■ Task description:
Nothing but the lines from the start of the records below through the line that has "the configured strategy." should appear, each exactly as given.

■ Material supplied:
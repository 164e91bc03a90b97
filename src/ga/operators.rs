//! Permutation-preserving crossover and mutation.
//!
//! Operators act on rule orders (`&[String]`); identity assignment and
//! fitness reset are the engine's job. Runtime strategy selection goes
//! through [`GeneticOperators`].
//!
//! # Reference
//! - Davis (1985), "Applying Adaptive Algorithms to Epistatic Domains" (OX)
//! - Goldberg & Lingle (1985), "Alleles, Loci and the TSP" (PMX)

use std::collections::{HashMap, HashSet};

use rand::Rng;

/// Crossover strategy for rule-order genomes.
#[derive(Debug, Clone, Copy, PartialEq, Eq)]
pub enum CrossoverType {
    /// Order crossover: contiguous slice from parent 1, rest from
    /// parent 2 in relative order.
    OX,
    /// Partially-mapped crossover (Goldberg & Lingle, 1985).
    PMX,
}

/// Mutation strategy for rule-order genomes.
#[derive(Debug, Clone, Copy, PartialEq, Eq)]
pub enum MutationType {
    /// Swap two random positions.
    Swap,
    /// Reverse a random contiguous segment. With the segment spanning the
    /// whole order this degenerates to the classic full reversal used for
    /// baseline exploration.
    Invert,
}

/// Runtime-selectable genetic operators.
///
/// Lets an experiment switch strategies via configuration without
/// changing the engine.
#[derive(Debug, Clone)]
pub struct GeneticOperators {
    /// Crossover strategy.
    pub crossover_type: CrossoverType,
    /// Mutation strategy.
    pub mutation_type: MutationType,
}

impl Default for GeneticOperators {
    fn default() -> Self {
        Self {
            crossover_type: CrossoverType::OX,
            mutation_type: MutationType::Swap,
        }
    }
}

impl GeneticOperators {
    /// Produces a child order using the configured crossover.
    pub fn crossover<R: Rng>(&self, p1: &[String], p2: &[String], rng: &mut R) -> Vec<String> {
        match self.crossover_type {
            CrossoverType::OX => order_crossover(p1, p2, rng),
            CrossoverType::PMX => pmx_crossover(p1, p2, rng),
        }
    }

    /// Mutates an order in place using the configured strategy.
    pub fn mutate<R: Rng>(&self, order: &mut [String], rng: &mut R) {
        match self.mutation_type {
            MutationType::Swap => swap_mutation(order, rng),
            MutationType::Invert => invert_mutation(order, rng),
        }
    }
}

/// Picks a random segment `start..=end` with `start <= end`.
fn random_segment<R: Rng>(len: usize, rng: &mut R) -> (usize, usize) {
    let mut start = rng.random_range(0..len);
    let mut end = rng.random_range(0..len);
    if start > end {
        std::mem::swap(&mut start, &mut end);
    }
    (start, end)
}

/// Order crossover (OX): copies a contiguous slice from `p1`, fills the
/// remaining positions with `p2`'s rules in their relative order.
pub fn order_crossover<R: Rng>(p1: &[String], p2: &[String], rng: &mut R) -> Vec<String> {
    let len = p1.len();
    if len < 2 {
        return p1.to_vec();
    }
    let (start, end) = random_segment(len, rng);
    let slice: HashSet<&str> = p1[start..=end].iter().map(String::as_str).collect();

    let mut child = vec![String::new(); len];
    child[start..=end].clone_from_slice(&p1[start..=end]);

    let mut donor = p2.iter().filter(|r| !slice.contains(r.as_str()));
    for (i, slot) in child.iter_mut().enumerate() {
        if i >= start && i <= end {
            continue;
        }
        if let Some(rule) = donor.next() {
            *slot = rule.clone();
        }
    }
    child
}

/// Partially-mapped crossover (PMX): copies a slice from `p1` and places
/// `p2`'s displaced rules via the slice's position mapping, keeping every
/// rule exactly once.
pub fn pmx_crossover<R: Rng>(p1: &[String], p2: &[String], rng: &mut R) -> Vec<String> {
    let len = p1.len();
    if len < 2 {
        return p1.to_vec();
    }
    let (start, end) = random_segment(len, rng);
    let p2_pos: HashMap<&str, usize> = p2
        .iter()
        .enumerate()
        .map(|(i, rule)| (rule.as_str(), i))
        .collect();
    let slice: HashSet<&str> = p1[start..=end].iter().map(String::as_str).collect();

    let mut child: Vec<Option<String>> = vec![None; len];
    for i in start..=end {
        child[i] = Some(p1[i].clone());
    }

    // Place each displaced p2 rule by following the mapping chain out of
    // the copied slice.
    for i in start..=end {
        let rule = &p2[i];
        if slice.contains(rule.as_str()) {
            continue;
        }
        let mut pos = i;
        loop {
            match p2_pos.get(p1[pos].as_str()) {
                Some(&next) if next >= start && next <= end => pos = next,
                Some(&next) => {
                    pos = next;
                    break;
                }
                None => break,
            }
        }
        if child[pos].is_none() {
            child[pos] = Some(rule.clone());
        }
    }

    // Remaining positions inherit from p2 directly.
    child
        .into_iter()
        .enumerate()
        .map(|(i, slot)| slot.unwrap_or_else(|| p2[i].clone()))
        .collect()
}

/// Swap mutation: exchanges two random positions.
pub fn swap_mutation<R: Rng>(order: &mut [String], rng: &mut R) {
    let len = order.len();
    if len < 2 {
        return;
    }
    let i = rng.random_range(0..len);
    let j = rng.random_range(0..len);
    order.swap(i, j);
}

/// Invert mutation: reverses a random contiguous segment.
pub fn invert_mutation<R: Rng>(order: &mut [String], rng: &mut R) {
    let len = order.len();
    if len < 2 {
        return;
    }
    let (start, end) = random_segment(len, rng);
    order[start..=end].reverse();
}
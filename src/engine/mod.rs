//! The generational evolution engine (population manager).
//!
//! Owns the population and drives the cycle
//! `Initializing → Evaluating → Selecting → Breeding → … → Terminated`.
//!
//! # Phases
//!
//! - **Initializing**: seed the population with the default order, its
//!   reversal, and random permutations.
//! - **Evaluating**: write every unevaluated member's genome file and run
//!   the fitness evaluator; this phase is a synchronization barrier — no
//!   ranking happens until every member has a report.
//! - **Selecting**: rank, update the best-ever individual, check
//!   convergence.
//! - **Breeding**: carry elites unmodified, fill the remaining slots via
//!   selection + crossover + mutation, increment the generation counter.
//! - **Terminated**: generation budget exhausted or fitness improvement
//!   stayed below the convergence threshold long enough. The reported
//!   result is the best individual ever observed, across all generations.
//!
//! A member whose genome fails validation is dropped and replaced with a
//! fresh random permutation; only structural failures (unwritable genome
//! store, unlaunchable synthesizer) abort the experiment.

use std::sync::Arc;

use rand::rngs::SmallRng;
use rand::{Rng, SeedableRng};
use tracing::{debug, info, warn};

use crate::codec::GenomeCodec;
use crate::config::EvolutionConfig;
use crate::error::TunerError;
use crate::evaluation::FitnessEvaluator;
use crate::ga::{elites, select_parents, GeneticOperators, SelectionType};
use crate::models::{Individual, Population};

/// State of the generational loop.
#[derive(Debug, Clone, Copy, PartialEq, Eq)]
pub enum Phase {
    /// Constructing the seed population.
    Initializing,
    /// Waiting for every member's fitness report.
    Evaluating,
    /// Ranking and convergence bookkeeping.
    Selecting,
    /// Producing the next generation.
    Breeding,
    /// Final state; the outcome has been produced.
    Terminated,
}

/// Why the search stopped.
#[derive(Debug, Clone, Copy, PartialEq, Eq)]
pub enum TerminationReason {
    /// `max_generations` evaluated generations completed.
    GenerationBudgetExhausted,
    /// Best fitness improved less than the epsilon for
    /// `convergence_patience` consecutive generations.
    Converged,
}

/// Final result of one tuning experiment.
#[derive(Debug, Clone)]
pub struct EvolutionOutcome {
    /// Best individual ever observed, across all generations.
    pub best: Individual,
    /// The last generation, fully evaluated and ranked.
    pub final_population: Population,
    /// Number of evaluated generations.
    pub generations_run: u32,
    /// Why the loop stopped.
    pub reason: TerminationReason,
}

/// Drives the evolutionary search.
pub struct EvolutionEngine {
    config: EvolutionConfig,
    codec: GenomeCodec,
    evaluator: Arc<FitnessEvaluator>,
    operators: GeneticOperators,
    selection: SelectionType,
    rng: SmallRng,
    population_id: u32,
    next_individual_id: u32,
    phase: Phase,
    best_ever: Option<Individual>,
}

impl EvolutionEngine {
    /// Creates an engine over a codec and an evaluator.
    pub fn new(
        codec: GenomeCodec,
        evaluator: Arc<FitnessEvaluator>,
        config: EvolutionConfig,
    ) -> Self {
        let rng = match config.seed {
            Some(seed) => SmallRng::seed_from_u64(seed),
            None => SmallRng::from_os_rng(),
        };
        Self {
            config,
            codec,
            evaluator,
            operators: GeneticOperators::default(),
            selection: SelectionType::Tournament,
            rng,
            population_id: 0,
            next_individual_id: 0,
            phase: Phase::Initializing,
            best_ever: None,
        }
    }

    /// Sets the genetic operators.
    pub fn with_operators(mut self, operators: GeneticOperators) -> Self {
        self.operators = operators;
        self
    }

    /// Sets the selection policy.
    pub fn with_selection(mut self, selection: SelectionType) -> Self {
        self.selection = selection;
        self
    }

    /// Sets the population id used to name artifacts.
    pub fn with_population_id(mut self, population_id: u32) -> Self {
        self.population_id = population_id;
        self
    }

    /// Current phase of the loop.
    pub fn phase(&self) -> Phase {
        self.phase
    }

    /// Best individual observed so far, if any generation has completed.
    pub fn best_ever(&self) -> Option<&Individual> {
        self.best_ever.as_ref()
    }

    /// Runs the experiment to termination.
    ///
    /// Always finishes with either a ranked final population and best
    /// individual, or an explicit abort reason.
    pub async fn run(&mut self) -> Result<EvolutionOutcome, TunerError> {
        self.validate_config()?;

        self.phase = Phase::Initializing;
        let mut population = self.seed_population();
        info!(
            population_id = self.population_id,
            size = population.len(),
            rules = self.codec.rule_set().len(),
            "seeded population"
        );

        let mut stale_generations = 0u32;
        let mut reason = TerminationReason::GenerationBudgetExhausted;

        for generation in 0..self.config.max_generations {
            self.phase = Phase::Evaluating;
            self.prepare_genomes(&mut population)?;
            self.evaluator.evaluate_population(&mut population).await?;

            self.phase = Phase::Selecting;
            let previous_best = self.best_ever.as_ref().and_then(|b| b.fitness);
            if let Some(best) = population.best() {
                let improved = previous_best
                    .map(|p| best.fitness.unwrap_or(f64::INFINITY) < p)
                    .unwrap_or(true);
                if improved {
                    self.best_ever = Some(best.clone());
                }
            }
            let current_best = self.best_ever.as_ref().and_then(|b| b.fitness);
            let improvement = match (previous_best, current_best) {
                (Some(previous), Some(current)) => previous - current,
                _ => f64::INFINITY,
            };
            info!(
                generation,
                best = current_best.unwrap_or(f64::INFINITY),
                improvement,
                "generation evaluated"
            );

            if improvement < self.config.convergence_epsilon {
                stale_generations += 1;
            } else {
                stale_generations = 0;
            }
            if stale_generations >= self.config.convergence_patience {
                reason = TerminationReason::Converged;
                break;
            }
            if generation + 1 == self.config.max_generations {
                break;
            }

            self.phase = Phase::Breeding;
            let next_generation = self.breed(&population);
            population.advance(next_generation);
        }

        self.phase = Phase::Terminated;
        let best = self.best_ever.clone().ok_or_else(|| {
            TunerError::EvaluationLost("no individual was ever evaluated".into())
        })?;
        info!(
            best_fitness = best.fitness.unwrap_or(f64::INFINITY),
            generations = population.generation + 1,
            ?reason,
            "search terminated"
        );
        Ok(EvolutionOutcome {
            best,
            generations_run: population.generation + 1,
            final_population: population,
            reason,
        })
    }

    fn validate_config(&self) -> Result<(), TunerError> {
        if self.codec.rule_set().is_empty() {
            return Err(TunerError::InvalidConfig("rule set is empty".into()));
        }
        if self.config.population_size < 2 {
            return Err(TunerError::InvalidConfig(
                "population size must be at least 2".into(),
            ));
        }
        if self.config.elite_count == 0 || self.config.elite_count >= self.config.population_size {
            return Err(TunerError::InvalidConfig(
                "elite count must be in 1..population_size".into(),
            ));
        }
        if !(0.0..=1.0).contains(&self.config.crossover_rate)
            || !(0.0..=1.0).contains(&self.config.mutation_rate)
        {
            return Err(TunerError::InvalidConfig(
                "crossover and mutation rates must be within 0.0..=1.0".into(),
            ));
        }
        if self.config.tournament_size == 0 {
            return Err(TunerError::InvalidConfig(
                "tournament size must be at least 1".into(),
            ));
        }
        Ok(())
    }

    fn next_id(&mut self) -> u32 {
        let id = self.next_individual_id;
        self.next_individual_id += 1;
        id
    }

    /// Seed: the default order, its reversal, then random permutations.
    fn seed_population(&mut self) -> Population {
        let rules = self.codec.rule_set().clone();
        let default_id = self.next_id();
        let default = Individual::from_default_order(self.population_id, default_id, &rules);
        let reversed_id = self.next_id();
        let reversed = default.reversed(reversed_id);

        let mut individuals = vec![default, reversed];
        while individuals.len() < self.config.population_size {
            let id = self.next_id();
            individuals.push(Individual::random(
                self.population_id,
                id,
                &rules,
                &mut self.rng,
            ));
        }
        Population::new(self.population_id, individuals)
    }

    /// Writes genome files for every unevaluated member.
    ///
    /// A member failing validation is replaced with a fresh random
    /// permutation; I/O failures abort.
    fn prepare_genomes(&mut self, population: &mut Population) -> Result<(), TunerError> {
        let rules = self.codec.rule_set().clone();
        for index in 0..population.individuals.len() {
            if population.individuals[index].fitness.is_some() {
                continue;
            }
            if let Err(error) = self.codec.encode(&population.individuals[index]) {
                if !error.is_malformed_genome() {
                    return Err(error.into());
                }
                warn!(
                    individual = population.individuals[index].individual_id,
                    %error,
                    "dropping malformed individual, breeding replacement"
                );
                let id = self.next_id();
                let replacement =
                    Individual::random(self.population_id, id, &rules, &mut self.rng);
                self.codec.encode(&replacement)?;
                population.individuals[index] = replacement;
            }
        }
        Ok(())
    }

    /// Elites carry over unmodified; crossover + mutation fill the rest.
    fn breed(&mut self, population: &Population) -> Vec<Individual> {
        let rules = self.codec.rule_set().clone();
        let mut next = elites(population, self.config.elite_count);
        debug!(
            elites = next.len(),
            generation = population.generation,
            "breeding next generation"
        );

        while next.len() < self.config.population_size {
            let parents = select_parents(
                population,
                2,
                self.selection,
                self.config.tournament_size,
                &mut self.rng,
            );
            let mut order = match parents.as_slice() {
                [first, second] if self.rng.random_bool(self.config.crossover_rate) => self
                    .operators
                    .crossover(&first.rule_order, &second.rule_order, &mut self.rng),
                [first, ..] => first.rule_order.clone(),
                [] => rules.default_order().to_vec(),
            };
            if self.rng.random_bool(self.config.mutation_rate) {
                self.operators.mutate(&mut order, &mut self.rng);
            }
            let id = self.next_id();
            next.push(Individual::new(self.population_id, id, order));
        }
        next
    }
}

■ Solution:
repository 164e91bc03a90b97
filename src/ga/operators.rs
//! Permutation-preserving crossover and mutation.
//!
//! Operators act on rule orders (`&[String]`); identity assignment and
//! fitness reset are the engine's job. Runtime strategy selection goes
//! through [`GeneticOperators`].
//!
//! # Reference
//! - Davis (1985), "Applying Adaptive Algorithms to Epistatic Domains" (OX)
//! - Goldberg & Lingle (1985), "Alleles, Loci and the TSP" (PMX)

use std::collections::{HashMap, HashSet};

use rand::Rng;

/// Crossover strategy for rule-order genomes.
#[derive(Debug, Clone, Copy, PartialEq, Eq)]
pub enum CrossoverType {
    /// Order crossover: contiguous slice from parent 1, rest from
    /// parent 2 in relative order.
    OX,
    /// Partially-mapped crossover (Goldberg & Lingle, 1985).
    PMX,
}

/// Mutation strategy for rule-order genomes.
#[derive(Debug, Clone, Copy, PartialEq, Eq)]
pub enum MutationType {
    /// Swap two random positions.
    Swap,
    /// Reverse a random contiguous segment. With the segment spanning the
    /// whole order this degenerates to the classic full reversal used for
    /// baseline exploration.
    Invert,
}

/// Runtime-selectable genetic operators.
///
/// Lets an experiment switch strategies via configuration without
/// changing the engine.
#[derive(Debug, Clone)]
pub struct GeneticOperators {
    /// Crossover strategy.
    pub crossover_type: CrossoverType,
    /// Mutation strategy.
    pub mutation_type: MutationType,
}

impl Default for GeneticOperators {
    fn default() -> Self {
        Self {
            crossover_type: CrossoverType::OX,
            mutation_type: MutationType::Swap,
        }
    }
}

impl GeneticOperators {
    /// Produces a child order using the configured crossover.
    pub fn crossover<R: Rng>(&self, p1: &[String], p2: &[String], rng: &mut R) -> Vec<String> {
        match self.crossover_type {
            CrossoverType::OX => order_crossover(p1, p2, rng),
            CrossoverType::PMX => pmx_crossover(p1, p2, rng),
        }
    }

    /// Mutates an order in place using the configured strategy.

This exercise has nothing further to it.